Table of Contents
When the Titan cluster consists of multiple storage backend instances, the graph is partitioned across those machines. Since Titan stores the graph in an adjacency list representation the assignment of vertices to machines determines the partitioning. By default, Titan uses a random partitioning strategy that randomly assigns vertices to machines. Random partitioning is very efficient, requires no configuration, and results in balanced partitions. However, random partitioning results in less efficient query processing as the Titan cluster grows to accommodate more graph data because of the increasing cross-instance communication required to retrieve the query’s result set. Explicit graph partitioning can ensure that strongly connected and frequently traversed subgraphs are stored on the same instance thereby reducing the communication overhead significanly.
To enable explicit graph partitioning in Titan, the following configuration options must be set when the Titan cluster is initialized.
cluster.partition = true cluster.max-partitions = 32 ids.flush = false
The configuration option
max-partitions controls how many virtual partitions Titan creates. This number should be roughly twice the number of storage backend instances. If the Titan cluster is expected to grow, estimate the size of the cluster in the foreseeable future and take this number as the baseline. Setting this number too large will unnecessarily fragment the cluster which can lead to poor performance.
Because explicit graph partitioining controls the assignment of vertices to storage instances it cannot be enabled once a Titan cluster is initialized. Likewise, the number of virtual partitions cannot be changed without reloading the graph.
Explicit graph partitioning can only enabled against storage backends that support ordered key storage:
- HBase: Always supports explicit graph partitioining
- Cassandra: Must be configured to use ByteOrderedPartitioner in oder to support explicit graph partitioning
There are two aspects to graph partitioning which can be individually controlled: edge cuts and vertex cuts.
In assigning vertices to partitions one strives to optimize the assignmet such that frequently co-traversed vertices are hosted on the same machine. Assume vertex A is assigned to machine 1 and vertex B is assigned to machine 2. An edge between the vertices is called a cut edge because its end points are hosted on separate machines. Traversing this edge as part of a graph query requires communication between the machines which slows down query processing. Hence, it is desirable to reduce the edge cut for frequently traversed edges. That, in turn, requires placing the adjacent vertices of frequently traversed edges in the same partition.
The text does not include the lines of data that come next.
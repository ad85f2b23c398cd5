// Car Acceleration Benchmark - Free and Open Source Software Statement
//
// This project, accel-bench, is Free and Open Source Software (FOSS) licensed
// under the MIT License. You are free to use, modify, and distribute this
// software in accordance with the license terms. Contributions are welcome
// via pull requests to the project repository.
//
// File: src/benchmark/mod.rs
// Version: 1.0.0
// Developer: accel-bench contributors
//
// This file declares the benchmark module: workload generation, timing,
// result analysis and the runner tying them together for one workload size.
//
// Tree Location:
// - src/benchmark/mod.rs (benchmark module entry point)
// - Submodules: jobs, timer, profiler, runner

pub mod jobs;
pub mod profiler;
pub mod runner;
pub mod timer;

// Re-export key benchmark types and functions
pub use jobs::{CorrectnessCase, SpeedRanges, WorkloadGenerator, correctness_cases};
pub use profiler::{Mismatch, OutputVerification, VariantTiming, Verdict};
pub use runner::{BenchmarkConfig, BenchmarkRunner, BenchmarkSummary, PerformanceReport};
pub use timer::{InstantClock, MonotonicClock, Timer};

// Changelog:
// - v1.0.0 (2026-10-19): Initial benchmark module.
//   - Declares jobs, timer, profiler and runner with re-exports.
// Car Acceleration Benchmark - Free and Open Source Software Statement
//
// This project, accel-bench, is Free and Open Source Software (FOSS) licensed
// under the MIT License. You are free to use, modify, and distribute this
// software in accordance with the license terms. Contributions are welcome
// via pull requests to the project repository.
//
// File: src/harness/mod.rs
// Version: 1.0.1
// Developer: accel-bench contributors
//
// This file declares the harness module and the Harness orchestrator. The
// harness runs three phases in order (correctness, optional interactive,
// performance). A failing phase prints a message and the next phase still
// runs; nothing here terminates the process. Output that cannot be written
// is logged once and otherwise ignored.
//
// Tree Location:
// - src/harness/mod.rs (harness entry point)
// - Submodules: correctness, interactive, performance

pub mod correctness;
pub mod interactive;
pub mod performance;

use crate::benchmark::jobs::WorkloadGenerator;
use crate::benchmark::runner::{BenchmarkRunner, PerformanceReport};
use crate::benchmark::timer::{InstantClock, MonotonicClock};
use crate::core::error::HarnessError;
use crate::core::kernel::{AccelKernel, ReferenceKernel};
use crate::core::unrolled::UnrolledKernel;
use crate::utils::format::FormatUtils;
use log::{info, warn};
use rand::Rng;
use std::fmt;
use std::io::{self, BufRead, Write};

pub use correctness::{CorrectnessReport, CorrectnessRow, run_correctness};
pub use interactive::{InteractiveReport, ask_yes_no, parse_sample_line, run_interactive};

const LOG_TARGET: &str = "accel_bench::harness";

/// The two kernel variants under comparison
pub struct KernelPair {
    pub first: Box<dyn AccelKernel>,
    pub second: Box<dyn AccelKernel>,
}

impl KernelPair {
    pub fn new(first: Box<dyn AccelKernel>, second: Box<dyn AccelKernel>) -> Self {
        Self { first, second }
    }
}

impl Default for KernelPair {
    fn default() -> Self {
        Self::new(Box::new(ReferenceKernel), Box::new(UnrolledKernel))
    }
}

/// Sequential stages of a harness run
#[derive(Debug, Clone, Copy, PartialEq, Eq)]
pub enum Phase {
    Correctness,
    Interactive,
    Performance,
}

impl fmt::Display for Phase {
    fn fmt(&self, f: &mut fmt::Formatter<'_>) -> fmt::Result {
        match self {
            Phase::Correctness => write!(f, "correctness"),
            Phase::Interactive => write!(f, "interactive"),
            Phase::Performance => write!(f, "performance"),
        }
    }
}

/// A phase (or one workload size of the performance phase) that was aborted
#[derive(Debug, Clone)]
pub struct PhaseFailure {
    pub phase: Phase,
    pub message: String,
}

/// What a full harness run produced
#[derive(Debug, Default)]
pub struct HarnessOutcome {
    pub correctness: Option<CorrectnessReport>,
    pub interactive: Option<InteractiveReport>,
    pub reports: Vec<PerformanceReport>,
    pub failures: Vec<PhaseFailure>,
    /// First error hit while writing the report, if any
    pub output_error: Option<String>,
}

impl HarnessOutcome {
    /// Keep the first write failure; later ones are dropped
    fn note_output(&mut self, result: io::Result<()>) {
        if let Err(e) = result {
            if self.output_error.is_none() {
                warn!(target: LOG_TARGET, "⚠️ Report output failed: {}", e);
                self.output_error = Some(e.to_string());
            }
        }
    }
}

/// Orchestrates the correctness, interactive and performance phases
pub struct Harness<C: MonotonicClock = InstantClock> {
    kernels: KernelPair,
    runner: BenchmarkRunner<C>,
    ask_interactive: bool,
}

impl<C: MonotonicClock> Harness<C> {
    pub fn new(kernels: KernelPair, runner: BenchmarkRunner<C>, ask_interactive: bool) -> Self {
        Self {
            kernels,
            runner,
            ask_interactive,
        }
    }

    pub fn kernels(&self) -> &KernelPair {
        &self.kernels
    }

    /// Run all three phases in order, writing the report to `out`
    pub fn run<G, R, W>(
        &self,
        generator: &mut WorkloadGenerator<G>,
        input: &mut R,
        out: &mut W,
    ) -> HarnessOutcome
    where
        G: Rng,
        R: BufRead,
        W: Write,
    {
        let mut outcome = HarnessOutcome::default();
        outcome.note_output(writeln!(
            out,
            "{}",
            FormatUtils::banner(&format!(
                "Car Acceleration Calculator\n  {} vs {} Performance Comparison",
                self.kernels.first.name(),
                self.kernels.second.name()
            ))
        ));

        info!(target: LOG_TARGET, "🔍 Starting {} phase", Phase::Correctness);
        match run_correctness(&self.kernels, out) {
            Ok(report) => outcome.correctness = Some(report),
            Err(e) => record_failure(&mut outcome, out, Phase::Correctness, e),
        }

        if self.ask_interactive {
            match ask_yes_no(input, out) {
                Ok(true) => {
                    info!(target: LOG_TARGET, "⌨️ Starting {} phase", Phase::Interactive);
                    match run_interactive(&self.kernels, input, out) {
                        Ok(report) => outcome.interactive = Some(report),
                        Err(e) => record_failure(&mut outcome, out, Phase::Interactive, e),
                    }
                }
                Ok(false) => info!(target: LOG_TARGET, "Interactive phase declined"),
                Err(e) => record_failure(&mut outcome, out, Phase::Interactive, e),
            }
        }

        info!(target: LOG_TARGET, "🚀 Starting {} phase", Phase::Performance);
        self.run_performance(generator, out, &mut outcome);

        let closing = performance::write_summary_table(out, &outcome.reports)
            .and_then(|_| writeln!(out))
            .and_then(|_| writeln!(out, "{}", FormatUtils::banner("All tests completed!")))
            .and_then(|_| out.flush());
        outcome.note_output(closing);
        outcome
    }

    /// Benchmark every configured size; a failing size is reported and skipped
    fn run_performance<G: Rng, W: Write>(
        &self,
        generator: &mut WorkloadGenerator<G>,
        out: &mut W,
        outcome: &mut HarnessOutcome,
    ) {
        outcome.note_output(
            writeln!(out, "\n")
                .and_then(|_| writeln!(out, "{}", FormatUtils::banner("PERFORMANCE BENCHMARKS"))),
        );

        for &size in &self.runner.config().sizes {
            let result = performance::write_size_header(out, size)
                .map_err(HarnessError::from)
                .and_then(|_| {
                    self.runner.run_size(
                        size,
                        generator,
                        self.kernels.first.as_ref(),
                        self.kernels.second.as_ref(),
                    )
                })
                .and_then(|report| {
                    performance::write_performance_report(out, &report)?;
                    Ok(report)
                });
            match result {
                Ok(report) => outcome.reports.push(report),
                Err(e) => record_failure(outcome, out, Phase::Performance, e),
            }
        }
    }
}

fn record_failure<W: Write>(outcome: &mut HarnessOutcome, out: &mut W, phase: Phase, err: HarnessError) {
    warn!(target: LOG_TARGET, "⚠️ {} phase aborted: {}", phase, err);
    outcome.note_output(writeln!(out, "{}!", err));
    outcome.failures.push(PhaseFailure {
        phase,
        message: err.to_string(),
    });
}

// Changelog:
// - v1.0.1 (2026-10-20): Report write failures.
//   - The first failed write is logged at warn and kept in HarnessOutcome.
// - v1.0.0 (2026-10-19): Initial harness.
//   - KernelPair (reference + unrolled by default), Phase, HarnessOutcome.
//   - Sequential phases with per-phase failure containment.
Vertices are placed in a partition by way of the assigned vertex id. a partition is essentially a sequential range of vertex ids. To place a vertex in a particular partition, Titan chooses an id from the partition’s range of vertex ids. Titan controls the vertex-to-partition assigment through the configured placement strategy. By default, vertices created in the same transaction are assigned to the same partition. This strategy is easy to reason about and works well in situations where frequently co-traversed vertices are created in the same transaction - either by optimizing the loading strategy to that effect or because vertices are naturally added to the graph that way. However, the strategy is limited, leads to imbalanced partitions when data is loaded in large transactions and not the optimal strategy for many use cases. The user can provide a use case specific vertex placement strategy by implementing the
IDPlacementStrategy interface and registering it in the configuration through the
IDPlacementStrategy, note that partitions are identified by an integer id in the range from 0 to the number of configured virtual partitions minus 1. For our example configuration, there are partitions 0, 1, 2, 3, ..31. Partition ids are not the same as vertex ids.
While edge cut optimization aims to reduce the cross communication and thereby improve query execution, vertex cuts address the hotspot issue caused by vertices with a large number of incident edges. While vertex-centric indexes effectively address query performance for large degree vertices, vertex cuts are needed to address the hot spot issue on very large grahps.
Cutting a vertex means storing a subset of that vertex’s adjacency list on each partition in the graph. In other words, the vertex and its adjacency list is partitioned thereby effectively distributing the load on that single vertex across all of the instances in the cluster and removing the hot spot.
Titan cuts vertices by label. A vertex label can be defined as partitioned which means that all vertices of that label will be partitiond across the cluster in the manner described above.
mgmt = graph.openManagement() mgmt.makeVertexLabel('user').make() mgmt.makeVertexLabel('product').partition().make() mgmt.commit()
In the example above,
product is defined as a partitioned vertex label whereas
user is a normal label. This configuration is beneficial for situations where there are thousands of products but millions of users and one records transactions between users and products. In that case, the product vertices will have a very high degree and the popular products turns into hot spots if they are not partitioned.
When the graph is small or accommodated by a few storage instances, it is best to use random partitioning for its simplicity. As a rule of thumb, one should strongly consider enabling explicit graph partitioning and configure a suitable partitioning heuristic when the graph grows into the 10s of billions of edges.